Deobfuscation and fingerprinting — infer readable names for obfuscated code (on by default; toggle off with --no-rename), and — work in progress — match a bundled function back to its source-library equivalent via transform-resilient “funcstrings” and portable fingerprint files.
Multisect — find the smallest scope (function / class / file) that contains substantially all of N terms, and parse prose (a patent claim, a spec, a bug report) directly into such a query.
Catalogs — extract a codebase’s CLI commands, LLM prompts, and telemetry breadcrumbs, each linked back to its handler.
Optional LLM assistance, including an air-gapped local-GGUF mode for code that must not be exposed in any way outside a protected computer.

A growing focus is examining AI-related software, and much of that is now in place. CodeExam ships a dedicated AI/ML and LLM-app detectors suite (see Feature highlights below) that surfaces inferred pipelines, the models a codebase defines and uses, LLM calls, tools, agents/chains, embeddings, and more — alongside LLM prompt extraction, stress-tested on large AI codebases such as Claude Code’s minified cli.js (≈14 MB, bundled with claude.exe) and Codex’s Rust source. It indexes the major ML framework and model trees (PyTorch, Hugging Face Transformers, scikit-learn; model repos such as DeepSeek, Qwen, Llama) with the same general machinery. This remains an area of active development: CodeExam is not yet ML-architecture-aware — it doesn’t render a model’s layer topology or catalog tensor shapes the way it renders call graphs — but that is a direction we’re actively building toward.

CodeExam is ~48,000 lines of JavaScript (engine + CLI + GUI) running under Node.js, developed in close collaboration with Claude Code: nearly all of the code was written by Claude Code, in several important places building on the main author’s earlier tooling (e.g. “Opstrings” and function digests, the “NiceDbg” debugger, and an ndx/find inverted-index search tool).

Four ways to use it

CLI — node src/index.js <command> for one-shot queries and scripting. Run node src/index.js --help for the full command list.
Interactive REPL — node src/index.js --interactive, then issue slash commands (/fast, /extract, /file-map, /help, …). The same REPL is also reachable from the GUI’s Console pane; a few commands (/file-map etc.) are currently REPL-only.
GUI — node src/server.js --port 3000 opens a multi-pane interface served from localhost only (no remote access, no outbound network calls). Called “GUI” rather than “browser UI” because nothing about it is web-facing — it just happens to render in a local browser. Left pane: function/file/class accordions and other catalogs. Middle-top: output. Middle-bottom: source viewer with linkified call sites. A Workspace area collects what you’re actively examining. Mermaid call trees and file-coupling diagrams render inline. The GUI is gradually moving toward a newer design with less of a fixed three-pane layout (the goal being that many features operate as semi-independent mini-apps — so that, for example, multiple instances of a feature can run side-by-side for comparison, and long-running operations proceed on their own threads).
MCP server — node src/mcp-server.js exposes the indexed codebase as Model Context Protocol tools, so Claude Code or Claude Desktop (and presumably other MCP clients such as Codex, though that’s untested) can search, extract, and analyze it directly.

All four share the same CodeSearchIndex engine and the same on-disk index format. Build the index once; query from any of them.

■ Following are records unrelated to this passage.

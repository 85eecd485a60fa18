//! Human approval gate for irreversible actions.
//!
//! Gated invocations are parked here as [`PendingApproval`] records until
//! the user decides. The gate holds no task, channel or lock while waiting:
//! a decision may arrive at any later time from any caller, and the record
//! is the only state retained.
//!
//! The gate never executes anything. [`ApprovalGate::resolve`] removes the
//! record and hands it back; dispatching an approved invocation is the agent
//! loop's job. Because the record is removed on the first resolution, a
//! second `resolve` for the same id is a harmless [`ApprovalOutcome::NotFound`].

use chrono::{DateTime, Utc};
use serde::Serialize;
use uuid::Uuid;

use crate::actions::ToolInvocation;

/// An invocation waiting for a human decision.
#[derive(Debug, Clone, PartialEq, Serialize)]
pub struct PendingApproval {
    /// Opaque token used to resolve this entry.
    pub id: String,
    pub invocation: ToolInvocation,
    /// What will happen, in words the user can judge.
    pub description: String,
    pub created_at: DateTime<Utc>,
}

/// The user's decision on a pending approval.
#[derive(Debug, Clone, PartialEq, Eq)]
pub enum Decision {
    Approve,
    Reject { comment: Option<String> },
}

impl Decision {
    pub fn reject(comment: impl Into<String>) -> Self {
        let comment = comment.into();
        Self::Reject {
            comment: (!comment.trim().is_empty()).then_some(comment),
        }
    }
}

/// Result of resolving an id.
#[derive(Debug, Clone, PartialEq)]
pub enum ApprovalOutcome {
    /// The caller must now dispatch the invocation.
    Approved(PendingApproval),
    /// The invocation must not run; the comment is fed back to the model.
    Rejected {
        pending: PendingApproval,
        comment: Option<String>,
    },
    /// Unknown or already-resolved id; nothing happened.
    NotFound,
}

/// Ordered set of pending approvals for one session.
#[derive(Debug, Default)]
pub struct ApprovalGate {
    pending: Vec<PendingApproval>,
}

impl ApprovalGate {
    pub fn new() -> Self {
        Self::default()
    }

    /// Park `invocation` and return the new record.
    pub fn submit(
        &mut self,
        invocation: ToolInvocation,
        description: impl Into<String>,
    ) -> PendingApproval {
        let pending = PendingApproval {
            id: Uuid::new_v4().to_string(),
            invocation,
            description: description.into(),
            created_at: Utc::now(),
        };
        self.pending.push(pending.clone());
        pending
    }

    /// Consume the pending entry `id` with `decision`.
    ///
    /// Entries may be resolved in any order.
    pub fn resolve(&mut self, id: &str, decision: Decision) -> ApprovalOutcome {
        let id = id.trim();
        let Some(index) = self.pending.iter().position(|p| p.id == id) else {
            return ApprovalOutcome::NotFound;
        };
        let pending = self.pending.remove(index);
        match decision {
            Decision::Approve => ApprovalOutcome::Approved(pending),
            Decision::Reject { comment } => ApprovalOutcome::Rejected { pending, comment },
        }
    }

    /// Pending entries, oldest first. No side effects.
    pub fn list(&self) -> &[PendingApproval] {
        &self.pending
    }

    pub fn get(&self, id: &str) -> Option<&PendingApproval> {
        self.pending.iter().find(|p| p.id == id.trim())
    }

    pub fn len(&self) -> usize {
        self.pending.len()
    }

    pub fn is_empty(&self) -> bool {
        self.pending.is_empty()
    }

    /// Drop every pending entry.
    pub fn clear(&mut self) {
        self.pending.clear();
    }
}

#[cfg(test)]
mod tests {
    #![allow(clippy::unwrap_used, clippy::expect_used)]

    use super::*;
    use crate::actions::ActionParams;

    fn invocation(name: &str) -> ToolInvocation {
        ToolInvocation::new(name, ActionParams::new())
    }

    #[test]
    fn submit_assigns_unique_ids() {
        let mut gate = ApprovalGate::new();
        let a = gate.submit(invocation("send_email"), "send");
        let b = gate.submit(invocation("delete_email"), "delete");
        assert_ne!(a.id, b.id);
        assert_eq!(gate.len(), 2);
    }

    #[test]
    fn approve_consumes_exactly_once() {
        let mut gate = ApprovalGate::new();
        let p = gate.submit(invocation("send_email"), "send");
        assert!(matches!(
            gate.resolve(&p.id, Decision::Approve),
            ApprovalOutcome::Approved(ref got) if got.id == p.id
        ));
        assert_eq!(gate.resolve(&p.id, Decision::Approve), ApprovalOutcome::NotFound);
        assert_eq!(
            gate.resolve(&p.id, Decision::reject("too late")),
            ApprovalOutcome::NotFound
        );
        assert!(gate.is_empty());
    }

    #[test]
    fn reject_returns_comment() {
        let mut gate = ApprovalGate::new();
        let p = gate.submit(invocation("delete_email"), "delete");
        match gate.resolve(&p.id, Decision::reject("keep it")) {
            ApprovalOutcome::Rejected { pending, comment } => {
                assert_eq!(pending.invocation.action, "delete_email");
                assert_eq!(comment.as_deref(), Some("keep it"));
            }
            other => panic!("expected rejection, got {other:?}"),
        }
    }

    #[test]
    fn blank_rejection_comment_is_none() {
        assert_eq!(Decision::reject("  "), Decision::Reject { comment: None });
    }

    #[test]
    fn entries_resolve_out_of_order() {
        let mut gate = ApprovalGate::new();
        let first = gate.submit(invocation("a"), "a");
        let second = gate.submit(invocation("b"), "b");
        assert!(matches!(
            gate.resolve(&second.id, Decision::Approve),
            ApprovalOutcome::Approved(_)
        ));
        assert_eq!(gate.list().len(), 1);
        assert_eq!(gate.list()[0].id, first.id);
    }

    #[test]
    fn list_is_side_effect_free() {
        let mut gate = ApprovalGate::new();
        gate.submit(invocation("a"), "a");
        let before = gate.list().to_vec();
        let again = gate.list().to_vec();
        assert_eq!(before, again);
        assert_eq!(gate.len(), 1);
    }

    #[test]
    fn unknown_id_is_not_found() {
        let mut gate = ApprovalGate::new();
        assert_eq!(gate.resolve("nope", Decision::Approve), ApprovalOutcome::NotFound);
    }
}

A standalone codeexam.exe (see below) is not a fifth mode — it’s the same CLI and GUI packaged so they run without a Node install.

Quick start

# Build an index over a codebase (handles directories, zip/tar archives, # binary files, minified JS, and @filelist files) node src/index.js --build-index /path/to/codebase

# Launch the GUI (localhost only)node src/server.js --index-path .code_search_index --port 3000

# then open http://localhost:3000

Indexes scale to multi-gigabyte source trees (tested on Chromium — ~195K files, ~5 GB index, loaded with NODE_OPTIONS=--max-old-space-size=8192).

Prompt catalog — LLM prompts recovered from the minified cli.js bundled inside claude.exe

File-map view (April 2026 — slightly out of date, but representative)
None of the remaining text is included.